[EXERCISE AIM] There is one span to output from the data below: the lines starting at the line with "if bytes.len() != Self::LEN" and ending at the line with "impl fmt::Display for Digest". Output it exactly, ends included, nothing more.

===== EXCERPTED RECORDS =====

use std::fmt;
use std::str::FromStr;

use serde::{Deserialize, Deserializer, Serialize, Serializer};

use crate::error::{decode_base58_array, TypeError};

/// Public identifier of a ledger account.
///
/// An `Address` is the raw 32-byte ed25519 public key of the account. Its
/// text form is base58, the form ledger RPC endpoints accept.
#[derive(Clone, Copy, PartialEq, Eq, Hash, PartialOrd, Ord)]
pub struct Address([u8; 32]);

impl Address {
    /// Length of an address in bytes.
    pub const LEN: usize = 32;

    /// Create from a raw 32-byte public key.
    pub const fn from_bytes(bytes: [u8; 32]) -> Self {
        Self(bytes)
    }

    /// The raw 32-byte public key.
    pub fn as_bytes(&self) -> &[u8; 32] {
        &self.0
    }

    /// Base58 text form.
    pub fn to_base58(&self) -> String {
        bs58::encode(self.0).into_string()
    }

    /// Parse from base58 text.
    pub fn from_base58(s: &str) -> Result<Self, TypeError> {
        decode_base58_array(s.trim()).map(Self)
    }

    /// Short identifier (first and last four base58 characters).
    pub fn short_id(&self) -> String {
        let s = self.to_base58();
        if s.len() <= 8 {
            return s;
        }
        format!("{}..{}", &s[..4], &s[s.len() - 4..])
    }
}

impl fmt::Debug for Address {
    fn fmt(&self, f: &mut fmt::Formatter<'_>) -> fmt::Result {
        write!(f, "Address({})", self.short_id())
    }
}

impl fmt::Display for Address {
    fn fmt(&self, f: &mut fmt::Formatter<'_>) -> fmt::Result {
        write!(f, "{}", self.to_base58())
    }
}

impl FromStr for Address {
    type Err = TypeError;

    fn from_str(s: &str) -> Result<Self, Self::Err> {
        Self::from_base58(s)
    }
}

impl Serialize for Address {
    fn serialize<S: Serializer>(&self, serializer: S) -> Result<S::Ok, S::Error> {
        serializer.collect_str(self)
    }
}

impl<'de> Deserialize<'de> for Address {
    fn deserialize<D: Deserializer<'de>>(deserializer: D) -> Result<Self, D::Error> {
        let s = String::deserialize(deserializer)?;
        Self::from_base58(&s).map_err(serde::de::Error::custom)
    }
}
use std::sync::Arc;

use notar_types::{Address, Blockhash, Lamports, TxSignature};
use serde::{Deserialize, Serialize};

use crate::error::LedgerResult;

/// How settled ledger state must be before a node answers from it.
#[derive(Clone, Copy, Debug, Default, PartialEq, Eq, Serialize, Deserialize)]
#[serde(rename_all = "lowercase")]
pub enum Commitment {
    Processed,
    #[default]
    Confirmed,
    Finalized,
}

impl Commitment {
    pub fn as_str(&self) -> &'static str {
        match self {
            Self::Processed => "processed",
            Self::Confirmed => "confirmed",
            Self::Finalized => "finalized",
        }
    }
}

/// Options passed through to raw transaction submission.
#[derive(Clone, Debug, Default, PartialEq, Eq, Serialize, Deserialize)]
pub struct SubmitOptions {
    /// Skip the node's simulation of the transaction before forwarding it.
    pub skip_preflight: bool,
    /// Commitment level used for the preflight simulation.
    pub preflight_commitment: Commitment,
    /// How many times the node itself may rebroadcast. `None` leaves the
    /// node's default.
    pub max_retries: Option<usize>,
}

/// What the network said about a submitted transaction.
#[derive(Clone, Copy, Debug, PartialEq, Eq)]
pub enum SubmitOutcome {
    /// The node accepted the transaction and echoed its signature.
    Accepted(TxSignature),
    /// The node acknowledged the request without a usable signature. The
    /// transaction may or may not have been forwarded.
    Ambiguous,
}

/// The four ledger calls the anchoring workflow depends on.
///
/// Implementations are black-box network calls: they classify failures into
/// [`LedgerError`](crate::LedgerError) variants but never retry. All calls
/// block the calling thread.
pub trait LedgerClient: Send + Sync {
    /// Current balance of an account.
    fn get_balance(&self, address: &Address) -> LedgerResult<Lamports>;

    /// Ask the network to credit an account. Best effort: success means the
    /// request was accepted, not that the funds have landed.
    fn request_funding(&self, address: &Address, amount: Lamports) -> LedgerResult<()>;

    /// A recent blockhash to build a transaction against.
    fn get_recent_blockhash(&self) -> LedgerResult<Blockhash>;

    /// Submit a signed, serialized transaction.
    fn submit_raw_transaction(
        &self,
        transaction: &[u8],
        options: &SubmitOptions,
    ) -> LedgerResult<SubmitOutcome>;
}

impl<T: LedgerClient + ?Sized> LedgerClient for Arc<T> {
    fn get_balance(&self, address: &Address) -> LedgerResult<Lamports> {
        (**self).get_balance(address)
    }

    fn request_funding(&self, address: &Address, amount: Lamports) -> LedgerResult<()> {
        (**self).request_funding(address, amount)
    }

    fn get_recent_blockhash(&self) -> LedgerResult<Blockhash> {
        (**self).get_recent_blockhash()
    }

    fn submit_raw_transaction(
        &self,
        transaction: &[u8],
        options: &SubmitOptions,
    ) -> LedgerResult<SubmitOutcome> {
        (**self).submit_raw_transaction(transaction, options)
    }
}
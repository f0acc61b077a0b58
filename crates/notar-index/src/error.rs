use notar_types::Digest;

/// Errors from certificate index operations.
#[derive(Debug, thiserror::Error)]
pub enum IndexError {
    /// A record for this digest already exists.
    #[error("digest {digest} is already indexed")]
    DuplicateDigest { digest: Digest },

    /// Record encoding or decoding failed.
    #[error("serialization error: {0}")]
    Serialization(String),

    /// I/O error from the backing file.
    #[error("I/O error: {0}")]
    Io(#[from] std::io::Error),

    /// A thread panicked while holding the index lock.
    #[error("index lock poisoned")]
    LockPoisoned,
}

/// Result alias for index operations.
pub type IndexResult<T> = Result<T, IndexError>;
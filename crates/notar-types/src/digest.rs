use std::fmt;
use std::str::FromStr;

use serde::{Deserialize, Deserializer, Serialize, Serializer};

use crate::error::TypeError;

/// SHA-256 content digest of an artifact.
///
/// A `Digest` is derived from the full byte content of an artifact. Identical
/// content always produces the same `Digest`, which makes it the natural
/// unique key for anchoring records. The canonical text form is 64 lowercase
/// hex characters.
#[derive(Clone, Copy, PartialEq, Eq, Hash, PartialOrd, Ord)]
pub struct Digest([u8; 32]);

impl Digest {
    /// Length of a digest in bytes.
    pub const LEN: usize = 32;

    /// Create a `Digest` from a pre-computed hash.
    pub const fn from_hash(hash: [u8; 32]) -> Self {
        Self(hash)
    }

    /// The raw 32-byte hash.
    pub fn as_bytes(&self) -> &[u8; 32] {
        &self.0
    }

    /// Full hex-encoded string.
    pub fn to_hex(&self) -> String {
        hex::encode(self.0)
    }

    /// Short hex representation (first 10 characters).
    pub fn short_hex(&self) -> String {
        let mut s = self.to_hex();
        s.truncate(10);
        s
    }

    /// Parse from a hex string (64 hex characters, either case).
    pub fn from_hex(s: &str) -> Result<Self, TypeError> {
        let bytes = hex::decode(s.trim()).map_err(|e| TypeError::InvalidHex(e.to_string()))?;
        if bytes.len() != Self::LEN {
            return Err(TypeError::InvalidLength {
                expected: Self::LEN,
                actual: bytes.len(),
            });
        }
        let mut arr = [0u8; 32];
        arr.copy_from_slice(&bytes);
        Ok(Self(arr))
    }
}

impl fmt::Debug for Digest {
    fn fmt(&self, f: &mut fmt::Formatter<'_>) -> fmt::Result {
        write!(f, "Digest({})", self.short_hex())
    }
}

impl fmt::Display for Digest {
    fn fmt(&self, f: &mut fmt::Formatter<'_>) -> fmt::Result {
        write!(f, "{}", self.to_hex())
    }
}

impl FromStr for Digest {
    type Err = TypeError;

    fn from_str(s: &str) -> Result<Self, Self::Err> {
        Self::from_hex(s)
    }
}

impl From<[u8; 32]> for Digest {
    fn from(bytes: [u8; 32]) -> Self {
        Self(bytes)
    }
}

impl Serialize for Digest {
    fn serialize<S: Serializer>(&self, serializer: S) -> Result<S::Ok, S::Error> {
        serializer.collect_str(self)
    }
}

impl<'de> Deserialize<'de> for Digest {
    fn deserialize<D: Deserializer<'de>>(deserializer: D) -> Result<Self, D::Error> {
        let s = String::deserialize(deserializer)?;
        Self::from_hex(&s).map_err(serde::de::Error::custom)
    }
}
use std::sync::Arc;

use notar_ledger::LedgerClient;
use notar_types::{Address, Lamports, LAMPORTS_PER_TOKEN};
use serde::{Deserialize, Serialize};
use tracing::{debug, info, warn};

use crate::clock::{Clock, Deadline};
use crate::error::{FundingError, FundingResult};
use crate::retry::RetryPolicy;

/// How to top up and how long to wait for it.
#[derive(Clone, Debug, PartialEq)]
pub struct FundingPolicy {
    /// Amount asked for in the single funding request.
    pub top_up_amount: Lamports,
    /// Poll budget and spacing after the request. Also bounds retries of the
    /// initial balance query.
    pub poll: RetryPolicy,
}

impl Default for FundingPolicy {
    fn default() -> Self {
        Self {
            top_up_amount: LAMPORTS_PER_TOKEN,
            poll: RetryPolicy::funding_default(),
        }
    }
}

/// Result of a balance check.
#[derive(Clone, Copy, Debug, PartialEq, Eq, Serialize, Deserialize)]
#[serde(tag = "outcome", rename_all = "snake_case")]
pub enum BalanceOutcome {
    /// Already at or above the minimum; nothing was requested.
    Sufficient { balance: Lamports },
    /// A top-up landed after `polls` balance polls.
    Funded { balance: Lamports, polls: u32 },
    /// The poll budget ran out before the balance reached `required`.
    Unconfirmed {
        last_balance: Lamports,
        required: Lamports,
        polls: u32,
    },
}

impl BalanceOutcome {
    pub fn is_funded(&self) -> bool {
        !matches!(self, Self::Unconfirmed { .. })
    }
}

/// Makes sure an account can pay for a transaction.
pub struct BalanceEnsurer {
    ledger: Arc<dyn LedgerClient>,
    clock: Arc<dyn Clock>,
    policy: FundingPolicy,
}

impl BalanceEnsurer {
    pub fn new(ledger: Arc<dyn LedgerClient>, clock: Arc<dyn Clock>, policy: FundingPolicy) -> Self {
        Self {
            ledger,
            clock,
            policy,
        }
    }

    /// Check `address` holds at least `minimum`, topping up if not.
    ///
    /// A funded account costs exactly one balance query. Otherwise one
    /// funding request is made and the balance is polled until it reaches
    /// `minimum` or the poll budget is spent.
    pub fn ensure(
        &self,
        address: &Address,
        minimum: Lamports,
        deadline: Option<&Deadline>,
    ) -> FundingResult<BalanceOutcome> {
        let balance = self.initial_balance(address, deadline)?;
        if balance >= minimum {
            debug!(%address, balance, minimum, "balance sufficient");
            return Ok(BalanceOutcome::Sufficient { balance });
        }

        let amount = self.policy.top_up_amount;
        info!(%address, balance, minimum, amount, "balance low; requesting funding");
        match self.ledger.request_funding(address, amount) {
            Ok(()) => {}
            Err(e) if e.is_retryable() => {
                warn!(%address, error = %e, "funding request failed; polling anyway");
            }
            Err(e) => return Err(FundingError::Ledger(e)),
        }

        let mut last_balance = balance;
        let mut polls = 0;
        while self.policy.poll.allows_another(polls) {
            self.check_deadline(deadline, polls)?;
            self.clock.sleep(self.policy.poll.delay_for_attempt(polls + 1));
            polls += 1;

            match self.ledger.get_balance(address) {
                Ok(balance) => {
                    last_balance = balance;
                    if balance >= minimum {
                        info!(%address, balance, polls, "funding landed");
                        return Ok(BalanceOutcome::Funded { balance, polls });
                    }
                    debug!(%address, balance, polls, "funding not yet visible");
                }
                Err(e) if e.is_retryable() => {
                    debug!(%address, polls, error = %e, "balance poll failed");
                }
                Err(e) => return Err(FundingError::Ledger(e)),
            }
        }

        warn!(
            %address,
            last_balance,
            required = minimum,
            polls,
            "funding not confirmed within poll budget"
        );
        Ok(BalanceOutcome::Unconfirmed {
            last_balance,
            required: minimum,
            polls,
        })
    }

    /// First balance query, retrying transient failures under the poll policy.
    fn initial_balance(
        &self,
        address: &Address,
        deadline: Option<&Deadline>,
    ) -> FundingResult<Lamports> {
        let mut attempts = 0;
        loop {
            self.check_deadline(deadline, 0)?;
            attempts += 1;
            match self.ledger.get_balance(address) {
                Ok(balance) => return Ok(balance),
                Err(e) if e.is_retryable() && self.policy.poll.allows_another(attempts) => {
                    debug!(%address, attempts, error = %e, "balance query failed; retrying");
                    self.clock.sleep(self.policy.poll.delay_for_attempt(attempts));
                }
                Err(e) => return Err(FundingError::Ledger(e)),
            }
        }
    }

    fn check_deadline(&self, deadline: Option<&Deadline>, polls: u32) -> FundingResult<()> {
        match deadline {
            Some(d) if d.is_expired(self.clock.as_ref()) => {
                Err(FundingError::DeadlineExceeded { polls })
            }
            _ => Ok(()),
        }
    }
}

impl std::fmt::Debug for BalanceEnsurer {
    fn fmt(&self, f: &mut std::fmt::Formatter<'_>) -> std::fmt::Result {
        f.debug_struct("BalanceEnsurer")
            .field("policy", &self.policy)
            .finish_non_exhaustive()
    }
}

=====

[RESPONSE]
        if bytes.len() != Self::LEN {
            return Err(TypeError::InvalidLength {
                expected: Self::LEN,
                actual: bytes.len(),
            });
        }
        let mut arr = [0u8; 32];
        arr.copy_from_slice(&bytes);
        Ok(Self(arr))
    }
}

impl fmt::Debug for Digest {
    fn fmt(&self, f: &mut fmt::Formatter<'_>) -> fmt::Result {
        write!(f, "Digest({})", self.short_hex())
    }
}

impl fmt::Display for Digest {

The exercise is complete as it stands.